I struggle across my room to a shelf in the corner, gold trophies and sparkling medals sitting next to a framed photograph, one of the only ones they didn’t take. The two of us at the homecoming game, her pom-poms in the air, my number painted on her cheek, my arms wrapped around her waist.

Twenty minutes later my football career would be over. Two weeks later I was officially just Kyle Lafferty, the guy doing game write-ups for the school newspaper on the player who replaced him.

All I wanted for months was to go back to that moment. Back to before. Now, though, I’d live through that injury a hundred times over if I could just have Kim back.

BEEP, BEEP, BEEP.

I jump, and one of my crutches clatters to the floor. Frowning, I turn toward the source of the sound and find my alarm clock beeping loudly on my bedside table.

Limping across the room, I see the red numbers begin to flash over and over again, glaring and in time with the noise.

My hand freezes on the button, a memory washing over me. Mom out of town, Kim waking up beside me, her face scrunched up and sleepy.

“Who even uses an actual alarm clock anymore?” she grumbled, pulling the sheets up over her blond hair and wiggling closer to me while I shut it off, the morning run I was supposed to go on with Sam instantly forgotten as she curled into my arms.

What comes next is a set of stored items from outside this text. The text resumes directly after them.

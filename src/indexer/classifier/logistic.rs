use serde::{Deserialize, Serialize};
use tracing::{debug, info};

use crate::error::ClassifierError;
use crate::indexer::classifier::{check_finite, Classifier, ProbabilityModel, TrainingSet};
use crate::indexer::feature::{Feature, FeatureToggles, FeatureVector};

/// Logistic regression trained by batch gradient descent with L2
/// regularization on standardized features. Deterministic.
#[derive(Debug, Clone, Copy, PartialEq, Serialize, Deserialize)]
#[serde(default)]
pub struct LogisticRegression {
    pub learning_rate: f64,
    pub iterations: usize,
    pub l2: f64,
}

impl Default for LogisticRegression {
    fn default() -> Self {
        Self {
            learning_rate: 0.5,
            iterations: 400,
            l2: 1e-3,
        }
    }
}

/// Trained weights, one per enabled feature
#[derive(Debug, Clone, PartialEq, Serialize, Deserialize)]
pub struct LogisticModel {
    toggles: FeatureToggles,
    features: Vec<Feature>,
    means: Vec<f64>,
    scales: Vec<f64>,
    weights: Vec<f64>,
    bias: f64,
}

#[inline]
fn sigmoid(z: f64) -> f64 {
    1.0 / (1.0 + (-z).exp())
}

impl LogisticModel {
    pub fn features(&self) -> &[Feature] {
        &self.features
    }

    pub fn weights(&self) -> &[f64] {
        &self.weights
    }

    fn standardized(&self, vector: &FeatureVector) -> Vec<f64> {
        self.features
            .iter()
            .enumerate()
            .map(|(j, &f)| (vector.get(f) - self.means[j]) / self.scales[j])
            .collect()
    }

    fn score(&self, x: &[f64]) -> f64 {
        self.bias + x.iter().zip(&self.weights).map(|(a, w)| a * w).sum::<f64>()
    }
}

impl ProbabilityModel for LogisticModel {
    fn predict(&self, vector: &FeatureVector) -> Result<f64, ClassifierError> {
        check_finite(&self.toggles, vector)?;
        let x = self.standardized(vector);
        Ok(sigmoid(self.score(&x)))
    }
}

impl Classifier for LogisticRegression {
    type Model = LogisticModel;

    fn train(&self, data: &TrainingSet) -> Result<LogisticModel, ClassifierError> {
        if data.is_empty() {
            return Err(ClassifierError::EmptyTrainingSet);
        }
        data.check_finite()?;

        let features: Vec<Feature> = data.toggles.enabled().collect();
        let n = data.len() as f64;
        let dims = features.len();

        let mut means = vec![0.0; dims];
        let mut scales = vec![1.0; dims];
        for (j, &f) in features.iter().enumerate() {
            let mean = data.examples.iter().map(|e| e.get(f)).sum::<f64>() / n;
            let var = data.examples.iter().map(|e| (e.get(f) - mean).powi(2)).sum::<f64>() / n;
            means[j] = mean;
            // constant columns keep scale 1
            if var > f64::EPSILON {
                scales[j] = var.sqrt();
            }
        }

        let mut model = LogisticModel {
            toggles: data.toggles,
            features,
            means,
            scales,
            weights: vec![0.0; dims],
            bias: 0.0,
        };
        let rows: Vec<Vec<f64>> = data.examples.iter().map(|e| model.standardized(e)).collect();
        let targets: Vec<f64> = data.examples.iter().map(|e| e.class_value.clamp(0.0, 1.0)).collect();

        for _ in 0..self.iterations {
            let mut grad = vec![0.0; dims];
            let mut grad_bias = 0.0;
            for (x, &y) in rows.iter().zip(&targets) {
                let err = sigmoid(model.score(x)) - y;
                for (g, a) in grad.iter_mut().zip(x) {
                    *g += err * a;
                }
                grad_bias += err;
            }
            for (w, g) in model.weights.iter_mut().zip(&grad) {
                *w -= self.learning_rate * (g / n + self.l2 * *w);
            }
            model.bias -= self.learning_rate * grad_bias / n;
        }

        if !model.bias.is_finite() || model.weights.iter().any(|w| !w.is_finite()) {
            return Err(ClassifierError::TrainingFailed {
                reason: "weights diverged".to_string(),
            });
        }
        debug!(weights = ?model.weights, bias = model.bias, "logistic weights");
        info!(
            examples = data.len(),
            positive = data.num_positive(),
            features = dims,
            "classifier trained"
        );
        Ok(model)
    }
}
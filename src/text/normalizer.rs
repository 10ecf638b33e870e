use std::fmt;
use std::sync::Arc;

use serde::{Deserialize, Serialize};

use crate::text::stemmer::{Stemmer, StemmerKind};
use crate::text::stopwords::{Stopwords, StopwordsKind};

/// Identifies the keys a normalizer produces. Two normalizers with equal
/// profiles normalize every phrase the same way.
#[derive(Debug, Clone, PartialEq, Eq, Serialize, Deserialize)]
pub struct NormalizerProfile {
    pub stemmer: String,
    pub stopwords: String,
    pub lowercase: bool,
    pub reorder: bool,
}

impl fmt::Display for NormalizerProfile {
    fn fmt(&self, f: &mut fmt::Formatter<'_>) -> fmt::Result {
        write!(
            f,
            "stemmer {}, stopwords {}, lowercase {}, reorder {}",
            self.stemmer, self.stopwords, self.lowercase, self.reorder
        )
    }
}

/// Turns a phrase into its pseudo-phrase: the stopword free, stemmed,
/// alphabetically ordered key used as candidate identity and as the
/// lookup key into a vocabulary.
///
/// Cheap to clone, the stemmer and stopword list are shared.
#[derive(Debug, Clone)]
pub struct PhraseNormalizer {
    stemmer: Arc<dyn Stemmer>,
    stopwords: Arc<dyn Stopwords>,
    lowercase: bool,
    reorder: bool,
}

impl PhraseNormalizer {
    pub fn new(stemmer: Arc<dyn Stemmer>, stopwords: Arc<dyn Stopwords>) -> Self {
        Self {
            stemmer,
            stopwords,
            lowercase: true,
            reorder: true,
        }
    }

    pub fn from_kinds(stemmer: StemmerKind, stopwords: StopwordsKind) -> Self {
        Self::new(Arc::from(stemmer.build()), Arc::from(stopwords.build()))
    }

    /// Keep the letter case of the input
    pub fn with_lowercase(mut self, lowercase: bool) -> Self {
        self.lowercase = lowercase;
        self
    }

    /// Keep the word order of the input
    pub fn with_reorder(mut self, reorder: bool) -> Self {
        self.reorder = reorder;
        self
    }

    pub fn profile(&self) -> NormalizerProfile {
        NormalizerProfile {
            stemmer: self.stemmer.name(),
            stopwords: self.stopwords.name(),
            lowercase: self.lowercase,
            reorder: self.reorder,
        }
    }

    #[inline]
    pub fn is_stopword(&self, word: &str) -> bool {
        self.stopwords.is_stopword(word)
    }

    pub fn stem(&self, word: &str) -> String {
        self.stemmer.stem(word)
    }

    /// Canonical key of `phrase`, `None` when nothing but stopwords and
    /// punctuation is left.
    pub fn normalize(&self, phrase: &str) -> Option<String> {
        self.canonicalize(phrase, self.reorder)
    }

    /// Same as [`normalize`](Self::normalize) but keeps the word order.
    /// Words are stemmed once; normalizing the result again only gives the
    /// original key when the stemmer leaves its own output unchanged and no
    /// stem is a stopword. Plural removal does, Snowball stemmers may not.
    pub fn normalize_as_phrase(&self, phrase: &str) -> Option<String> {
        self.canonicalize(phrase, false)
    }

    fn canonicalize(&self, phrase: &str, reorder: bool) -> Option<String> {
        let cleaned = strip_punctuation(phrase);
        let cleaned = if self.lowercase && !looks_like_abbreviation(&cleaned) {
            cleaned.to_lowercase()
        } else {
            cleaned
        };

        let mut words: Vec<String> = cleaned
            .split_whitespace()
            .filter(|w| !self.stopwords.is_stopword(w))
            .map(strip_possessive)
            .filter(|w| !w.is_empty())
            .map(|w| self.stemmer.stem(w))
            .filter(|w| !w.is_empty())
            .collect();
        if words.is_empty() {
            return None;
        }
        if reorder {
            words.sort_unstable();
        }
        Some(words.join(" "))
    }
}

/// '&' and '.' separate words, '*' and ':' are dropped
fn strip_punctuation(phrase: &str) -> String {
    phrase
        .chars()
        .filter(|c| !matches!(c, '*' | ':'))
        .map(|c| if matches!(c, '&' | '.') { ' ' } else { c })
        .collect()
}

/// Short all-caps tokens such as "FAO" or "UN" keep their case.
pub fn looks_like_abbreviation(phrase: &str) -> bool {
    let (upper, lower) = phrase.chars().fold((0usize, 0usize), |(u, l), c| {
        if c.is_uppercase() {
            (u + 1, l)
        } else if c.is_lowercase() {
            (u, l + 1)
        } else {
            (u, l)
        }
    });
    upper > lower && upper < 5
}

fn strip_possessive(word: &str) -> &str {
    word.strip_suffix("'s")
        .or_else(|| word.strip_suffix('\''))
        .unwrap_or(word)
}

#[cfg(test)]
mod tests {
    use super::*;
    use crate::text::stemmer::{NoStemmer, SRemovalStemmer};
    use crate::text::stopwords::StopwordSet;

    fn normalizer() -> PhraseNormalizer {
        PhraseNormalizer::new(
            Arc::new(SRemovalStemmer),
            Arc::new(StopwordSet::from_words(["the", "of", "and"])),
        )
    }

    #[test]
    fn word_order_and_stopwords_do_not_matter() {
        let n = normalizer();
        assert_eq!(n.normalize("Forest fires").as_deref(), Some("fire forest"));
        assert_eq!(n.normalize("fires of the forest").as_deref(), Some("fire forest"));
    }

    #[test]
    fn only_stopwords_gives_none() {
        let n = normalizer();
        assert_eq!(n.normalize("the of"), None);
        assert_eq!(n.normalize("  ... "), None);
    }

    #[test]
    fn punctuation_and_possessive() {
        let n = normalizer();
        assert_eq!(n.normalize("farmer's markets").as_deref(), Some("farmer market"));
        assert_eq!(n.normalize("fish&chips").as_deref(), Some("chip fish"));
        assert_eq!(n.normalize("note: *soil*").as_deref(), Some("note soil"));
    }

    #[test]
    fn abbreviations_keep_case() {
        let n = PhraseNormalizer::new(Arc::new(NoStemmer), Arc::new(StopwordSet::empty()));
        assert_eq!(n.normalize("FAO").as_deref(), Some("FAO"));
        assert_eq!(n.normalize("AGROVOC").as_deref(), Some("agrovoc"));
        assert_eq!(n.normalize("Rice").as_deref(), Some("rice"));
        assert!(looks_like_abbreviation("UN"));
        assert!(!looks_like_abbreviation("Un"));
    }

    #[test]
    fn phrase_form_keeps_order() {
        let n = normalizer();
        let phrase = n.normalize_as_phrase("the forest fires").unwrap();
        assert_eq!(phrase, "forest fire");
        assert_eq!(n.normalize(&phrase), n.normalize("the forest fires"));
    }

    #[test]
    fn a_stem_that_is_a_stopword_is_dropped_on_the_second_pass() {
        let n = normalizer();
        let phrase = n.normalize_as_phrase("thes forests").unwrap();
        assert_eq!(phrase, "the forest");
        assert_eq!(n.normalize(&phrase).as_deref(), Some("forest"));
    }

    #[test]
    fn profile_follows_parts_and_flags() {
        let n = normalizer();
        let profile = n.profile();
        assert_eq!(profile.stemmer, "sremoval");
        assert_eq!(profile.stopwords, "custom[and,of,the]");
        assert!(profile.lowercase && profile.reorder);
        assert_ne!(n.clone().with_reorder(false).profile(), profile);
        assert_eq!(
            PhraseNormalizer::from_kinds(StemmerKind::Porter, StopwordsKind::English).profile(),
            NormalizerProfile {
                stemmer: "snowball-english".to_string(),
                stopwords: "english".to_string(),
                lowercase: true,
                reorder: true,
            }
        );
    }
}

I accidentally hit the wrong button, though, and fifteen minutes later the alarm was blaring again, loud and obnoxious. Kimberly bolted awake, completely upright, and launched the thing across the room. I remember how hard we laughed, the morning sun slowly rising outside my window, casting a warm glow onto her face.

I’d never seen anything so beautiful. I can almost see her—

BEEP, BEEP, BEEEEP.

I bend down and rip the plug from the outlet. The beeping stops abruptly, and Kimberly’s face fades like a dream after waking. My chest tightens and I struggle to pull off my sweatshirt, my arms getting twisted as I fight it. I tug and tug, until the fabric finally gives way, a gasp escaping from my lips as I pull it off at last and toss it onto the back of my desk chair.

I look around the room at all of the corners that Kim used to fill, and realize that I didn’t prepare for this part. I’ve been so focused on getting home. On the fact I was missing her funeral. On being strong enough to leave the hospital my girlfriend died in.

I never thought about after.



* * *




A week later I pull open the front door, the morning light shining too brightly on the wooden porch stairs. Nothing has really changed since I got home. The front path is still lined with the sweet-smelling flowers my mom planted, the driveway still filled with cracks, the white picket fence still desperate for a paint job.